Manuel Gasser wurde 1909 in Luzern geboren. 1930 ging der Journalist als Frankreich-Korrespondent für das Feuilleton der Neuen Zürcher Zeitung nach Paris. Im November 1933 erschien die erste Nummer der von ihm gemeinsam mit Karl von Schumacher begründeten Weltwoche. Von 1933 bis 1957, unterbrochen von Korrespondententätigkeiten in Berlin und London, war Gasser deren Feuilletonredakteur. 1958 wurde er Chefredakteur der Kulturzeitschrift du und blieb dort bis 1974. Manuel Gasser starb 1979 in Zürich.

Der Illustrator

Heinz Edelmann (1934–2009) hat als Illustrator und Grafikdesigner die internationale Grafik der 1960er und 1970er Jahre stark beeinflusst. Zusammen mit Willy Fleckhaus prägte er mehr als zehn Jahre lang das Gesicht des Jugendmagazins twen. Für den Verlag Klett-Cotta entwarf er zahlreiche Buchumschläge (etwa die Erstausgabe von Der Herr der Ringe), im Gertraud Middelhauve Verlag erschienen mehrere von ihm gestaltete Bilderbücher (so Meta Morfoss nach einer Geschichte von Peter Hacks). 1967/68 war Heinz Edelmann Artdirector des Beatles-Film Yellow Submarine.

Manuel Gasser
Köchel-Verzeichnis

Kulinarische Erinnerungen und Erfahrungen mit vielen seltenen Rezepten

Mit Illustrationen von Heinz Edelmann

Edition diá

Inhalt

Vergnügen mit Kochbüchern
Ein Hauch von Knoblauch
Des Junggesellen Trost
Ferenc kocht einfach und vernünftig
Futter für Löwe und Einhorn
Küchenerinnerungen – anekdotisch-praktisch
Erfahrungen mit Suppen
Cucina povera – Arme-Leute-Küche
Das Huhn von Marengo
Rezepte aus »ersten Kreisen«
Topfgucken auf Reisen
Das Geheimnis des Haushofmeisters
Delikates aus dem Inneren des Kalbes
Kulinarische Gastspiele
Die »Kronenhalle«-Wirtin plaudert aus der Schule
Mein Sonntagsvergnügen, die Ochsenzunge
Zu Tisch im alten Fes
Kochen für ganz feine Gäste
Das Genie bei Tisch
Der Dill- und Sahnefürst

Rezeptregister
Bibliografie
Impressum

Vergnügen mit Kochbüchern

Alte Kochbücher sind deshalb in hohem Grade aufschlussreich, weil sie Einblick ins gesellschaftliche Gefüge eines Landes oder einer Zeit gewähren und dabei den Gegenstand von seiner zugleich realsten und schmackhaftesten Seite angehen. Man kann darum dem Schriftsteller, der eine in der Vergangenheit spielende Geschichte zu schreiben vorhat, nur raten, die einschlägige Kochliteratur zu konsultieren. Er wird dort reizvolle Einzelheiten nicht nur über Essgewohnheiten und Tafelsitten, sondern auch über den Tageslauf der Hausherrin, die Behandlung des Gesindes und tausend andere Dinge herauslesen.

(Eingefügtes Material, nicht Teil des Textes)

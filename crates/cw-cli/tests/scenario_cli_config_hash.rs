use assert_cmd::prelude::*;
use predicates::prelude::*;
use std::fs;
use std::process::Command;

/// `cw config-hash` prints a stable hash + canonical JSON, refuses secret
/// literals, and under `--strict` refuses keys the service never reads.

fn write_yaml(dir: &tempfile::TempDir, name: &str, body: &str) -> String {
    let p = dir.path().join(name);
    fs::write(&p, body).unwrap();
    p.to_string_lossy().to_string()
}

#[test]
fn prints_hash_and_canonical_json() {
    let dir = tempfile::tempdir().unwrap();
    let base = write_yaml(&dir, "base.yaml", "sweep:\n  interval_secs: 30\n");

    Command::cargo_bin("cw")
        .unwrap()
        .args(["config-hash", &base])
        .assert()
        .success()
        .stdout(predicate::str::contains("config_hash="))
        .stdout(predicate::str::contains(r#"{"sweep":{"interval_secs":30}}"#));
}

#[test]
fn refuses_secret_literal() {
    let dir = tempfile::tempdir().unwrap();
    let bad = write_yaml(
        &dir,
        "bad.yaml",
        "database:\n  url_env: \"postgres://cw:hunter2@db/calls\"\n",
    );

    Command::cargo_bin("cw")
        .unwrap()
        .args(["config-hash", &bad])
        .assert()
        .failure()
        .stderr(predicate::str::contains("CONFIG_SECRET_DETECTED"))
        .stderr(predicate::str::contains("hunter2").not());
}

#[test]
fn strict_refuses_unused_keys_but_default_only_warns() {
    let dir = tempfile::tempdir().unwrap();
    let cfg = write_yaml(&dir, "cfg.yaml", "server:\n  port: 3000\n");

    Command::cargo_bin("cw")
        .unwrap()
        .args(["config-hash", &cfg])
        .assert()
        .success()
        .stderr(predicate::str::contains("unused=/server/port"));

    Command::cargo_bin("cw")
        .unwrap()
        .args(["config-hash", "--strict", &cfg])
        .assert()
        .failure()
        .stderr(predicate::str::contains("CONFIG_UNUSED_KEYS"));
}

#[test]
fn requires_at_least_one_path() {
    Command::cargo_bin("cw")
        .unwrap()
        .arg("config-hash")
        .assert()
        .failure();
}
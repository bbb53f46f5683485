use chrono::{DateTime, Utc};

use crate::InvalidEvent;

/// Failure taxonomy shared by the core and every boundary that maps it.
///
/// Boundaries translate the kind into their own vocabulary (HTTP status,
/// exit code, ...); the core never does.
#[derive(Clone, Copy, Debug, PartialEq, Eq, Hash)]
pub enum ErrorKind {
    /// Malformed or missing event fields. Caller fixes and resends.
    InvalidInput,
    /// Event contradicts the stored state of the call.
    Conflict,
    /// End event for a call that was never started.
    NotFound,
    /// The store could not complete a read or write.
    StoreFailure,
}

impl ErrorKind {
    pub fn as_str(&self) -> &'static str {
        match self {
            ErrorKind::InvalidInput => "invalid_input",
            ErrorKind::Conflict => "conflict",
            ErrorKind::NotFound => "not_found",
            ErrorKind::StoreFailure => "store_failure",
        }
    }
}

/// Why an event was refused. Every variant leaves the store untouched.
#[derive(Clone, Debug, PartialEq, Eq)]
pub enum Rejection {
    Invalid(InvalidEvent),
    /// A record already exists (open or closed) for a "started" event.
    AlreadyStarted { external_id: String },
    /// The record is already closed.
    AlreadyEnded { external_id: String },
    /// The end timestamp precedes the stored start timestamp.
    EndBeforeStart {
        external_id: String,
        started_at: DateTime<Utc>,
        ended_at: DateTime<Utc>,
    },
    /// No record exists for an "ended" event.
    NotFound { external_id: String },
}

impl Rejection {
    pub fn kind(&self) -> ErrorKind {
        match self {
            Rejection::Invalid(_) => ErrorKind::InvalidInput,
            Rejection::AlreadyStarted { .. }
            | Rejection::AlreadyEnded { .. }
            | Rejection::EndBeforeStart { .. } => ErrorKind::Conflict,
            Rejection::NotFound { .. } => ErrorKind::NotFound,
        }
    }

    /// Short stable tag for logs.
    pub fn code(&self) -> &'static str {
        match self {
            Rejection::Invalid(_) => "invalid_event",
            Rejection::AlreadyStarted { .. } => "already_started",
            Rejection::AlreadyEnded { .. } => "already_ended",
            Rejection::EndBeforeStart { .. } => "end_before_start",
            Rejection::NotFound { .. } => "not_found",
        }
    }
}

impl std::fmt::Display for Rejection {
    fn fmt(&self, f: &mut std::fmt::Formatter<'_>) -> std::fmt::Result {
        match self {
            Rejection::Invalid(reason) => write!(f, "{reason}"),
            Rejection::AlreadyStarted { external_id } => {
                write!(f, "Call {external_id} was already started")
            }
            Rejection::AlreadyEnded { external_id } => {
                write!(f, "Call {external_id} was already ended")
            }
            Rejection::EndBeforeStart {
                started_at,
                ended_at,
                ..
            } => write!(
                f,
                "Invalid event: End time cannot be before start time \
                 (started={}, ended={})",
                started_at.to_rfc3339(),
                ended_at.to_rfc3339()
            ),
            Rejection::NotFound { external_id } => {
                write!(f, "Cannot end call {external_id} - not found")
            }
        }
    }
}

impl std::error::Error for Rejection {}

impl From<InvalidEvent> for Rejection {
    fn from(reason: InvalidEvent) -> Self {
        Rejection::Invalid(reason)
    }
}
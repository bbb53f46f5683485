//! `cw db` handlers.

use anyhow::Result;

use super::{connect, load_service_config};

pub async fn db_status() -> Result<()> {
    let cfg = load_service_config(&[])?;
    let pool = connect(&cfg).await?;
    let s = cw_db::status(&pool).await?;
    println!("db_ok={} has_calls_table={}", s.ok, s.has_calls_table);
    Ok(())
}

pub async fn db_migrate() -> Result<()> {
    let cfg = load_service_config(&[])?;
    let pool = connect(&cfg).await?;
    cw_db::migrate(&pool).await?;
    println!("migrations_applied=true");
    Ok(())
}
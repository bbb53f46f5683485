use chrono::{DateTime, Utc};

use crate::{CallEdge, CallEvent, CallRecord, NewCall, Rejection};

/// The single transition an event is allowed to cause.
#[derive(Clone, Debug, PartialEq, Eq)]
pub enum Decision {
    /// Insert a new open record.
    Create(NewCall),
    /// Close the open record for `external_id`.
    Close {
        external_id: String,
        ended_at: DateTime<Utc>,
        duration_ms: i64,
    },
    /// Refuse the event; no write may happen.
    Reject(Rejection),
}

impl Decision {
    pub fn is_reject(&self) -> bool {
        matches!(self, Decision::Reject(_))
    }
}

/// Decision table over {absent, open, closed} x {started, ended}:
///
/// | existing | event   | outcome                                   |
/// |----------|---------|-------------------------------------------|
/// | absent   | ended   | reject NotFound                           |
/// | absent   | started | create                                    |
/// | open     | started | reject AlreadyStarted                     |
/// | open     | ended   | close, or reject EndBeforeStart           |
/// | closed   | ended   | reject AlreadyEnded                       |
/// | closed   | started | reject AlreadyStarted                     |
///
/// Duration is measured from the stored `started_at`.
/// Stateless; the same inputs always produce the same output.
pub fn decide(event: &CallEvent, existing: Option<&CallRecord>) -> Decision {
    let external_id = event.external_id.clone();

    match (existing, event.edge) {
        (None, CallEdge::Ended(_)) => Decision::Reject(Rejection::NotFound { external_id }),

        (None, CallEdge::Started(started_at)) => Decision::Create(NewCall {
            external_id,
            from: event.from.clone(),
            to: event.to.clone(),
            started_at,
        }),

        (Some(_), CallEdge::Started(_)) => {
            Decision::Reject(Rejection::AlreadyStarted { external_id })
        }

        (Some(rec), CallEdge::Ended(ended_at)) if rec.is_open() => {
            match duration_ms(rec.started_at, ended_at) {
                Some(duration_ms) => Decision::Close {
                    external_id,
                    ended_at,
                    duration_ms,
                },
                None => Decision::Reject(Rejection::EndBeforeStart {
                    external_id,
                    started_at: rec.started_at,
                    ended_at,
                }),
            }
        }

        (Some(_), CallEdge::Ended(_)) => Decision::Reject(Rejection::AlreadyEnded { external_id }),
    }
}

/// Exact elapsed milliseconds, or `None` when `ended_at` precedes `started_at`.
///
/// Sub-millisecond remainders are truncated; ordering is checked on the full
/// timestamps so a sub-millisecond inversion still counts as end-before-start.
pub fn duration_ms(started_at: DateTime<Utc>, ended_at: DateTime<Utc>) -> Option<i64> {
    if ended_at < started_at {
        return None;
    }
    Some(ended_at.signed_duration_since(started_at).num_milliseconds())
}
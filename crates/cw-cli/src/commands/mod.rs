//! Command handlers for the `cw` CLI.
//!
//! Shared config and connection helpers live here; command-specific logic
//! lives in the submodules.

pub mod calls;
pub mod db;

use anyhow::{Context, Result};
use cw_config::{report_unused_keys, LoadedConfig, ServiceConfig, UnusedKeyPolicy};
use sqlx::PgPool;

// ---------------------------------------------------------------------------
// Shared helpers
// ---------------------------------------------------------------------------

/// Explicit paths win; otherwise layers come from `CW_CONFIG`.
pub fn load_config(paths: &[String]) -> Result<LoadedConfig> {
    if paths.is_empty() {
        return cw_config::load_from_env();
    }
    let refs: Vec<&str> = paths.iter().map(String::as_str).collect();
    cw_config::load_layered_yaml(&refs)
}

pub fn load_service_config(paths: &[String]) -> Result<ServiceConfig> {
    load_config(paths)?.service_config()
}

pub async fn connect(cfg: &ServiceConfig) -> Result<PgPool> {
    cw_db::connect_with_config(&cfg.database)
        .await
        .context("database connection failed")
}

// ---------------------------------------------------------------------------
// config-hash
// ---------------------------------------------------------------------------

pub fn config_hash(paths: &[String], strict: bool) -> Result<()> {
    let loaded = load_config(paths)?;

    let policy = if strict {
        UnusedKeyPolicy::Fail
    } else {
        UnusedKeyPolicy::Warn
    };
    let report = report_unused_keys(&loaded.config_json, policy)?;
    if !report.is_clean() {
        eprintln!(
            "WARN: CONFIG_UNUSED_KEYS unused_leaf_keys={}",
            report.unused_leaf_pointers.len()
        );
        for p in report.unused_leaf_pointers.iter().take(50) {
            eprintln!("  unused={}", p);
        }
    }

    // Shape errors surface here rather than at daemon start.
    loaded.service_config()?;

    println!("config_hash={}", loaded.config_hash);
    println!("{}", loaded.canonical_json);
    Ok(())
}
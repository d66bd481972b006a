// Run domain module
// Records written for every orchestration run and the agent status lifecycle

pub mod records;
pub mod value_objects;

pub use records::{IterationRecord, NewAgent, NewIteration, NewRun, RunOutcome};
pub use value_objects::AgentRunStatus;
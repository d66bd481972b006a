use std::collections::HashMap;
use std::sync::Arc;

use tokio::time::Instant;
use tracing::{error, info, warn};
use uuid::Uuid;

use super::decomposer::TaskDecomposer;
use super::errors::{AgentError, AgentResult};
use super::messages::{Mailbox, MANAGER};
use super::prompts::library;
use super::review::Supervisor;
use super::state::WorkerAssignment;
use super::types::{ApprovalPolicy, KeywordApproval, RunPlan, RunSummary, WorkerSummary};
use super::worker::{WorkerAgent, WorkerSettings};
use crate::config::OrchestratorConfig;
use crate::domain::repositories::RunRepository;
use crate::domain::run::{AgentRunStatus, NewAgent, NewRun, RunOutcome};
use crate::llm::ChatClient;

/// Manager Agent responsible for task decomposition, work assignment
/// and reviewing worker progress until every worker is done
pub struct ManagerAgent {
    pub id: Uuid,
    client: Arc<dyn ChatClient>,
    store: Arc<dyn RunRepository>,
    mailbox: Arc<Mailbox>,
    policy: Arc<dyn ApprovalPolicy>,
    config: OrchestratorConfig,
}

impl ManagerAgent {
    /// Create a new Manager Agent with the keyword approval policy
    pub fn new(
        client: Arc<dyn ChatClient>,
        store: Arc<dyn RunRepository>,
        config: OrchestratorConfig,
    ) -> Self {
        Self {
            id: Uuid::new_v4(),
            client,
            store,
            mailbox: Arc::new(Mailbox::new()),
            policy: Arc::new(KeywordApproval::default()),
            config,
        }
    }

    pub fn with_policy(mut self, policy: Arc<dyn ApprovalPolicy>) -> Self {
        self.policy = policy;
        self
    }

    /// Mailbox shared by the manager and its workers
    pub fn mailbox(&self) -> Arc<Mailbox> {
        self.mailbox.clone()
    }

    pub fn config(&self) -> &OrchestratorConfig {
        &self.config
    }

    /// Decompose a goal into concrete, actionable subtasks
    pub async fn decompose_goal(&self, goal: &str) -> AgentResult<Vec<String>> {
        let decomposer = TaskDecomposer::new(
            self.client.clone(),
            self.config.model.clone(),
            self.config.decomposition_attempts,
        );
        let subtasks = decomposer.decompose(goal).await?;
        info!(count = subtasks.len(), "Decomposed task into subtasks");
        Ok(subtasks)
    }

    /// Deals subtasks to `num_workers` queues in round-robin order
    ///
    /// Subtask `i` goes to worker `i % num_workers`. Queues may be empty
    /// when there are more workers than subtasks.
    pub fn partition(subtasks: &[String], num_workers: usize) -> Vec<Vec<String>> {
        let num_workers = num_workers.max(1);
        let mut queues = vec![Vec::new(); num_workers];
        for (i, subtask) in subtasks.iter().enumerate() {
            queues[i % num_workers].push(subtask.clone());
        }
        queues
    }

    /// Decomposes `goal` and runs the workers until every one is complete
    pub async fn orchestrate(&self, goal: &str, plan: RunPlan) -> AgentResult<RunSummary> {
        let subtasks = self.decompose_goal(goal).await?;
        self.execute(goal, subtasks, plan).await
    }

    /// Runs already decomposed subtasks
    pub async fn execute(
        &self,
        goal: &str,
        subtasks: Vec<String>,
        plan: RunPlan,
    ) -> AgentResult<RunSummary> {
        let plan = RunPlan::new(plan.num_workers, plan.max_iterations)?;
        let started = Instant::now();

        let run_id = self
            .store
            .create_run(&NewRun {
                task: goal.to_string(),
                subtasks: subtasks.clone(),
                model_name: self.config.model.clone(),
            })
            .await
            .map_err(AgentError::StoreError)?;
        info!(%run_id, workers = plan.num_workers, "Starting run");

        let mut supervisor = Supervisor::new(
            self.mailbox.clone(),
            self.store.clone(),
            self.policy.clone(),
            self.config.clone(),
        );
        let settings = WorkerSettings::from_config(&self.config, plan.max_iterations);
        let notice = library::assignment_notice();
        let mut handles = Vec::with_capacity(plan.num_workers);

        for (i, assigned) in Self::partition(&subtasks, plan.num_workers)
            .into_iter()
            .enumerate()
        {
            let name = format!("agent_{}", i + 1);
            let agent_id = self
                .store
                .create_agent(&NewAgent {
                    run_id,
                    name: name.clone(),
                    assigned_subtasks: assigned.clone(),
                })
                .await
                .map_err(AgentError::StoreError)?;

            let expected = match self.store.assigned_subtasks(agent_id).await {
                Ok(Some(stored)) => stored.len(),
                Ok(None) => assigned.len(),
                Err(e) => {
                    warn!(worker = %name, error = %e, "Falling back to in-memory assignment");
                    assigned.len()
                }
            };

            info!(worker = %name, "Assigned {} tasks: {:?}", assigned.len(), assigned);
            let listing = assigned.join("\n");
            self.mailbox.send(
                MANAGER,
                &name,
                notice.render_with(&[("subtasks", listing.as_str())]),
            );

            supervisor.supervise(
                WorkerAssignment::new(name.clone(), assigned.clone())
                    .with_expected_subtasks(expected),
                agent_id,
            );

            let worker = WorkerAgent::new(
                name.clone(),
                assigned,
                self.client.clone(),
                self.mailbox.clone(),
                settings.clone(),
            );
            handles.push((name, worker.spawn()));
        }

        supervisor.run(&handles).await;

        let mut reports = HashMap::new();
        for (name, handle) in handles {
            match handle.await {
                Ok(report) => {
                    reports.insert(name, report);
                }
                Err(e) => {
                    error!(worker = %name, error = %e, "Worker task failed");
                }
            }
        }

        let outcome = supervisor.into_outcome();
        let mut workers = Vec::with_capacity(outcome.workers.len());
        let mut summary_lines = Vec::with_capacity(outcome.workers.len());

        for supervised in outcome.workers {
            let assignment = supervised.assignment;
            let name = assignment.worker().to_string();
            let last_progress = assignment.trace().last().map(|entry| entry.content.clone());

            let (status, exit_reason) = match supervised.abandoned.as_deref() {
                Some(reason) => (AgentRunStatus::Abandoned, Some(reason)),
                None => (AgentRunStatus::Completed, None),
            };
            if let Err(e) = self
                .store
                .finish_agent(supervised.agent_id, status, exit_reason)
                .await
            {
                warn!(worker = %name, error = %e, "Failed to store agent status");
            }

            summary_lines.push(format!(
                "{}: {}",
                name,
                last_progress.as_deref().unwrap_or("no progress reported")
            ));
            workers.push(WorkerSummary {
                report: reports.remove(&name),
                worker: name,
                agent_id: supervised.agent_id,
                subtasks: assignment.subtasks().to_vec(),
                summaries: assignment.summaries().to_vec(),
                trace: assignment.trace().to_vec(),
                last_progress,
            });
        }

        let elapsed = started.elapsed();
        let run_outcome = RunOutcome {
            manager_summary: summary_lines.join("\n"),
            total_time: elapsed,
            total_tokens: outcome.total_tokens,
        };
        if let Err(e) = self.store.finish_run(run_id, &run_outcome).await {
            warn!(%run_id, error = %e, "Failed to store run analytics");
        }

        info!(
            %run_id,
            elapsed_secs = elapsed.as_secs_f64(),
            tokens = outcome.total_tokens,
            "Run finished"
        );

        Ok(RunSummary {
            run_id,
            task: goal.to_string(),
            subtasks,
            workers,
            events: outcome.events,
            total_tokens: outcome.total_tokens,
            elapsed,
        })
    }
}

Von Nutzen für die eigenen Kochkünste sind diese Schmöker allerdings nur dann, wenn sie nicht mehr als hundert Jahre alt sind. Was vor 1870 zu Papier gebracht wurde, ist für unsere Verhältnisse meist zu üppig und zeitraubend. Auch wird stets das Vorhandensein eines Holzherdes vorausgesetzt, und da ist dann der Koch, der auf Gas oder Elektrisch angewiesen ist, bald am Ende seines Lateins. Oder versuchen sie einmal in einer modernen Küche den Trick, der darin besteht, dass man den Topf vom Feuer auf die Herdplatte zieht, die weniger als heiß und mehr als nur warm zu sein hat …

Was die modernen Kochbücher betrifft, so verfolge ich die Inflation, die sich auf diesem Gebiet breitmacht, mit Skepsis. Ich kenne Köchinnen und Köche, die sich auf jede Neuerscheinung stürzen und ganze Bibliotheken von bunt bebilderten Rezeptsammlungen besitzen; ihrem Speisezettel aber ist von diesem Überfluss wenig anzumerken. Sie stehen zu ihren Stammgerichten, und die abertausend mexikanischen, balkanischen oder indonesischen Rezepte auf dem Bücherbord sind reine Theorie.

Solche Abneigung gegen das Neue gründet einesteils auf der konservativen Haltung des Kochs, erklärt sich aber andererseits auch aus der Machart dieser Bücher. Wer über einigen Kücheninstinkt verfügt, merkt gleich, dass es sich lediglich um Abgeschriebenes handelt. Ein Rezept aber, das Nachahmung verdient, sollte vom Verfasser nicht einmal, sondern 50 Mal ausprobiert worden sein.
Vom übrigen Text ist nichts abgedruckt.